* **TASK GOAL**: Write each line again exactly as it is, from the opening line of the records below through the one containing "use actix_web::dev::ServerHandle;", and add nothing.

◇ ◇ ◇

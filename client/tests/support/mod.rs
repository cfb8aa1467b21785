//! Stub portal backend shared by the integration tests.
//!
//! Integration tests compile as separate crates, so each one declares
//! `mod support;` and only uses the parts it needs. The stub mimics the
//! Django backend closely enough to exercise cookies, error envelopes, 204
//! responses, pagination and multipart uploads.
#![allow(dead_code, reason = "each test crate uses a different subset")]

use std::net::TcpListener;
use std::sync::Mutex;
use std::sync::atomic::{AtomicBool, Ordering};
use std::time::Duration;

use actix_web::cookie::Cookie;
use actix_web::dev::ServerHandle;
use actix_web::{App, HttpRequest, HttpResponse, HttpServer, web};
use portal_client::outbound::http::{PortalHttpClient, PortalHttpOptions};
use reqwest::Url;
use serde_json::{Value, json};

pub const SESSION_COOKIE: &str = "sessionid";
pub const PATIENT_SESSION: &str = "patient-7";
pub const DOCTOR_SESSION: &str = "doctor-3";
pub const PATIENT_PHONE: &str = "555-1234";
pub const PATIENT_PASSWORD: &str = "secret";
pub const DOCTOR_EMAIL: &str = "grey@sloan.example";
pub const DOCTOR_PASSWORD: &str = "scalpel";
pub const PATIENT_ID: u64 = 7;

/// Switches and recordings shared with handlers.
#[derive(Default)]
pub struct StubState {
    requests: Mutex<Vec<String>>,
    upload_bodies: Mutex<Vec<String>>,
    /// Makes `POST /logout/` answer 500.
    pub fail_logout: AtomicBool,
    /// Delays `GET /patients/profile/` by two seconds.
    pub slow_profile: AtomicBool,
}

impl StubState {
    /// Every request seen so far as `METHOD path?query`.
    pub fn requests(&self) -> Vec<String> {
        self.requests
            .lock()
            .unwrap_or_else(std::sync::PoisonError::into_inner)
            .clone()
    }

    /// Raw multipart bodies received by `POST /files/`, lossily decoded.
    pub fn upload_bodies(&self) -> Vec<String> {
        self.upload_bodies
            .lock()
            .unwrap_or_else(std::sync::PoisonError::into_inner)
            .clone()
    }

    fn record(&self, req: &HttpRequest) {
        let query = req.query_string();
        let line = if query.is_empty() {
            format!("{} {}", req.method(), req.path())
        } else {
            format!("{} {}?{query}", req.method(), req.path())
        };
        self.requests
            .lock()
            .unwrap_or_else(std::sync::PoisonError::into_inner)
            .push(line);
    }
}

/// A running stub server.
pub struct StubBackend {
    /// API root including the `/api` prefix.
    pub base_url: Url,
    /// Shared handler state.
    pub state: web::Data<StubState>,
    handle: ServerHandle,
}

impl StubBackend {
    /// Bind to an ephemeral port and start serving on the current runtime.
    pub async fn start() -> Self {
        let listener = TcpListener::bind("127.0.0.1:0").expect("bind stub listener");
        let addr = listener.local_addr().expect("stub address");
        let state = web::Data::new(StubState::default());
        let server_state = state.clone();

        let server = HttpServer::new(move || {
            App::new()
                .app_data(server_state.clone())
                .service(
                    web::scope("/api")
                        .route("/doctors/login/", web::post().to(doctor_login))
                        .route("/patients/login/", web::post().to(patient_login))
                        .route("/logout/", web::post().to(logout))
                        .route("/doctors/register/", web::post().to(register_doctor))
                        .route("/patients/register/", web::post().to(register_patient))
                        .route("/patients/profile/", web::get().to(patient_profile))
                        .route("/visits/", web::get().to(list_visits))
                        .route("/visits/", web::post().to(create_visit))
                        .route("/visits/{id}/", web::get().to(visit_details))
                        .route("/tests/", web::get().to(list_tests))
                        .route("/medications/", web::get().to(list_empty))
                        .route("/files/", web::get().to(list_empty))
                        .route("/files/", web::post().to(upload_files))
                        .route("/ai/interact/", web::post().to(interact)),
                )
        })
        .disable_signals()
        .workers(1)
        .listen(listener)
        .expect("listen on stub socket")
        .run();

        let handle = server.handle();
        actix_web::rt::spawn(server);

        let base_url = Url::parse(&format!("http://{addr}/api")).expect("stub base url");
        Self {
            base_url,
            state,
            handle,
        }
    }

    /// A fresh client with its own cookie jar.
    pub fn client(&self) -> PortalHttpClient {
        PortalHttpClient::new(self.base_url.clone()).expect("portal client")
    }

    /// A client that gives up after `timeout`.
    pub fn client_with_timeout(&self, timeout: Duration) -> PortalHttpClient {
        let options = PortalHttpOptions {
            timeout: Some(timeout),
            ..PortalHttpOptions::default()
        };
        PortalHttpClient::with_options(self.base_url.clone(), options).expect("portal client")
    }

    /// Stop the server and wait for it to finish.
    pub async fn stop(self) {
        self.handle.stop(true).await;
    }
}

/// A base URL nothing listens on.
pub fn unreachable_base_url() -> Url {
    let listener = TcpListener::bind("127.0.0.1:0").expect("bind stub listener");
    let addr = listener.local_addr().expect("stub address");
    drop(listener);
    Url::parse(&format!("http://{addr}/api")).expect("stub url")
}

fn patient_json() -> Value {
    json!({"id": PATIENT_ID, "name": "Ada Lovelace", "phone": PATIENT_PHONE, "age": 36})
}

fn session_of(req: &HttpRequest) -> Option<String> {
    req.cookie(SESSION_COOKIE)
        .map(|cookie| cookie.value().to_owned())
}

fn session_cookie(value: &str) -> Cookie<'static> {
    Cookie::build(SESSION_COOKIE, value.to_owned())
        .path("/")
        .http_only(true)
        .finish()
}

fn unauthenticated() -> HttpResponse {
    HttpResponse::Unauthorized()
        .json(json!({"detail": "Authentication credentials were not provided."}))
}

async fn doctor_login(
    state: web::Data<StubState>,
    req: HttpRequest,
    body: web::Json<Value>,
) -> HttpResponse {
    state.record(&req);
    if body["email"] == DOCTOR_EMAIL && body["password"] == DOCTOR_PASSWORD {
        HttpResponse::Ok()
            .cookie(session_cookie(DOCTOR_SESSION))
            .json(json!({"id": 3, "full_name": "Meredith Grey", "email": DOCTOR_EMAIL}))
    } else {
        HttpResponse::BadRequest().json(json!({"detail": "Invalid email or password"}))
    }
}

async fn patient_login(
    state: web::Data<StubState>,
    req: HttpRequest,
    body: web::Json<Value>,
) -> HttpResponse {
    state.record(&req);
    if body["phone"] == PATIENT_PHONE && body["password"] == PATIENT_PASSWORD {
        HttpResponse::Ok()
            .cookie(session_cookie(PATIENT_SESSION))
            .json(patient_json())
    } else {
        HttpResponse::Unauthorized().json(json!({"error": "Invalid credentials"}))
    }
}

async fn logout(state: web::Data<StubState>, req: HttpRequest) -> HttpResponse {
    state.record(&req);
    if state.fail_logout.load(Ordering::SeqCst) {
        return HttpResponse::InternalServerError()
            .json(json!({"error": "Session store unavailable"}));
    }
    let mut expired = session_cookie("");
    expired.make_removal();
    HttpResponse::NoContent().cookie(expired).finish()
}

async fn register_doctor(state: web::Data<StubState>, req: HttpRequest) -> HttpResponse {
    state.record(&req);
    HttpResponse::NoContent().finish()
}

async fn register_patient(
    state: web::Data<StubState>,
    req: HttpRequest,
    body: web::Json<Value>,
) -> HttpResponse {
    state.record(&req);
    if body["phone"] == PATIENT_PHONE {
        return HttpResponse::BadRequest().json(json!({"error": "Phone already registered"}));
    }
    HttpResponse::Created().json(json!({
        "id": 11,
        "message": "Patient registered successfully",
        "echo": body.into_inner(),
    }))
}

async fn patient_profile(state: web::Data<StubState>, req: HttpRequest) -> HttpResponse {
    state.record(&req);
    if state.slow_profile.load(Ordering::SeqCst) {
        actix_web::rt::time::sleep(Duration::from_secs(2)).await;
    }
    match session_of(&req).as_deref() {
        Some(PATIENT_SESSION) => HttpResponse::Ok().json(patient_json()),
        Some(DOCTOR_SESSION) => {
            HttpResponse::Forbidden().json(json!({"error": "Not a patient account"}))
        }
        _ => unauthenticated(),
    }
}

fn require_patient_session(req: &HttpRequest) -> Result<(), HttpResponse> {
    if session_of(req).as_deref() == Some(PATIENT_SESSION) {
        Ok(())
    } else {
        Err(unauthenticated())
    }
}

async fn list_visits(state: web::Data<StubState>, req: HttpRequest) -> HttpResponse {
    state.record(&req);
    if let Err(response) = require_patient_session(&req) {
        return response;
    }
    HttpResponse::Ok().json(json!([
        {"id": 1, "date": "2025-03-15", "reason": "Annual check-up"},
        {"id": 2, "date": "2025-04-02", "reason": "Follow-up"}
    ]))
}

async fn list_tests(state: web::Data<StubState>, req: HttpRequest) -> HttpResponse {
    state.record(&req);
    if let Err(response) = require_patient_session(&req) {
        return response;
    }
    HttpResponse::Ok().json(json!({
        "count": 1,
        "next": null,
        "previous": null,
        "results": [{"id": 5, "name": "Complete blood count", "status": "normal"}]
    }))
}

async fn list_empty(state: web::Data<StubState>, req: HttpRequest) -> HttpResponse {
    state.record(&req);
    if let Err(response) = require_patient_session(&req) {
        return response;
    }
    HttpResponse::Ok().json(json!([]))
}

async fn create_visit(
    state: web::Data<StubState>,
    req: HttpRequest,
    body: web::Json<Value>,
) -> HttpResponse {
    state.record(&req);
    let mut record = body.into_inner();
    if let Some(fields) = record.as_object_mut() {
        fields.insert("id".to_owned(), json!(99));
    }
    HttpResponse::Created().json(record)
}

async fn visit_details(
    state: web::Data<StubState>,
    req: HttpRequest,
    path: web::Path<u64>,
) -> HttpResponse {
    state.record(&req);
    if path.into_inner() == 1 {
        HttpResponse::Ok().json(json!({"id": 1, "date": "2025-03-15", "notes": "All clear"}))
    } else {
        HttpResponse::NotFound().json(json!({"detail": "Not found."}))
    }
}

async fn upload_files(
    state: web::Data<StubState>,
    req: HttpRequest,
    body: web::Bytes,
) -> HttpResponse {
    state.record(&req);
    let text = String::from_utf8_lossy(&body).into_owned();
    let rejected = text.contains("oversized.pdf");
    state
        .upload_bodies
        .lock()
        .unwrap_or_else(std::sync::PoisonError::into_inner)
        .push(text);
    if rejected {
        return HttpResponse::PayloadTooLarge().json(json!({"error": "Upload exceeds 10 MB"}));
    }
    HttpResponse::Created().json(json!({
        "file_paths": ["/media/uploads/report.pdf"],
        "file_ids": [41]
    }))
}

async fn interact(
    state: web::Data<StubState>,
    req: HttpRequest,
    body: web::Json<Value>,
) -> HttpResponse {
    state.record(&req);
    let question = body["question"].as_str().unwrap_or_default();
    let patient = body["patient_id"].as_u64().unwrap_or_default();
    HttpResponse::Ok().json(json!({
        "answer": format!("Patient {patient} asked about {question}")
    }))
}
//! Client configuration loaded via OrthoConfig.

use std::time::Duration;

use ortho_config::OrthoConfig;
use serde::Deserialize;
use url::Url;

use crate::domain::Error;
use crate::outbound::http::{DEFAULT_USER_AGENT, PortalHttpOptions};

/// Backend root used when nothing is configured.
pub const DEFAULT_BASE_URL: &str = "http://localhost:8000/api";

/// Settings for reaching the portal backend.
///
/// Values come from `PORTAL_*` environment variables or a configuration
/// file. Only the base URL has a default; the other fields are optional.
#[derive(Debug, Clone, Default, Deserialize, OrthoConfig)]
#[ortho_config(prefix = "PORTAL")]
pub struct ClientSettings {
    /// Backend API root, including its path prefix.
    #[ortho_config(default = DEFAULT_BASE_URL.to_owned())]
    pub base_url: String,
    /// Whole-request timeout in seconds. Unset means no timeout.
    pub request_timeout_secs: Option<u64>,
    /// User agent override.
    pub user_agent: Option<String>,
}

impl ClientSettings {
    /// Parse the configured base URL; a blank value means [`DEFAULT_BASE_URL`].
    ///
    /// # Errors
    ///
    /// Returns an invalid request error when the value is not an absolute
    /// URL.
    pub fn base_url(&self) -> Result<Url, Error> {
        let trimmed = self.base_url.trim();
        let raw = if trimmed.is_empty() {
            DEFAULT_BASE_URL
        } else {
            trimmed
        };
        Url::parse(raw)
            .map_err(|err| Error::invalid_request(format!("invalid base URL {raw}: {err}")))
    }

    /// Configured timeout; zero is treated as unset.
    pub fn request_timeout(&self) -> Option<Duration> {
        self.request_timeout_secs
            .filter(|secs| *secs > 0)
            .map(Duration::from_secs)
    }

    /// Configured user agent, falling back to [`DEFAULT_USER_AGENT`].
    pub fn user_agent(&self) -> &str {
        self.user_agent
            .as_deref()
            .filter(|value| !value.trim().is_empty())
            .unwrap_or(DEFAULT_USER_AGENT)
    }

    /// Transport options for [`crate::outbound::http::PortalHttpClient`].
    pub fn http_options(&self) -> PortalHttpOptions {
        PortalHttpOptions {
            user_agent: self.user_agent().to_owned(),
            timeout: self.request_timeout(),
        }
    }
}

◇ ◇ ◇

* **TASK RESULT**:
filename client/tests/support/mod.rs
repository cfb8aa1467b21785
//! Stub portal backend shared by the integration tests.
//!
//! Integration tests compile as separate crates, so each one declares
//! `mod support;` and only uses the parts it needs. The stub mimics the
//! Django backend closely enough to exercise cookies, error envelopes, 204
//! responses, pagination and multipart uploads.
#![allow(dead_code, reason = "each test crate uses a different subset")]

use std::net::TcpListener;
use std::sync::Mutex;
use std::sync::atomic::{AtomicBool, Ordering};
use std::time::Duration;

use actix_web::cookie::Cookie;
use actix_web::dev::ServerHandle;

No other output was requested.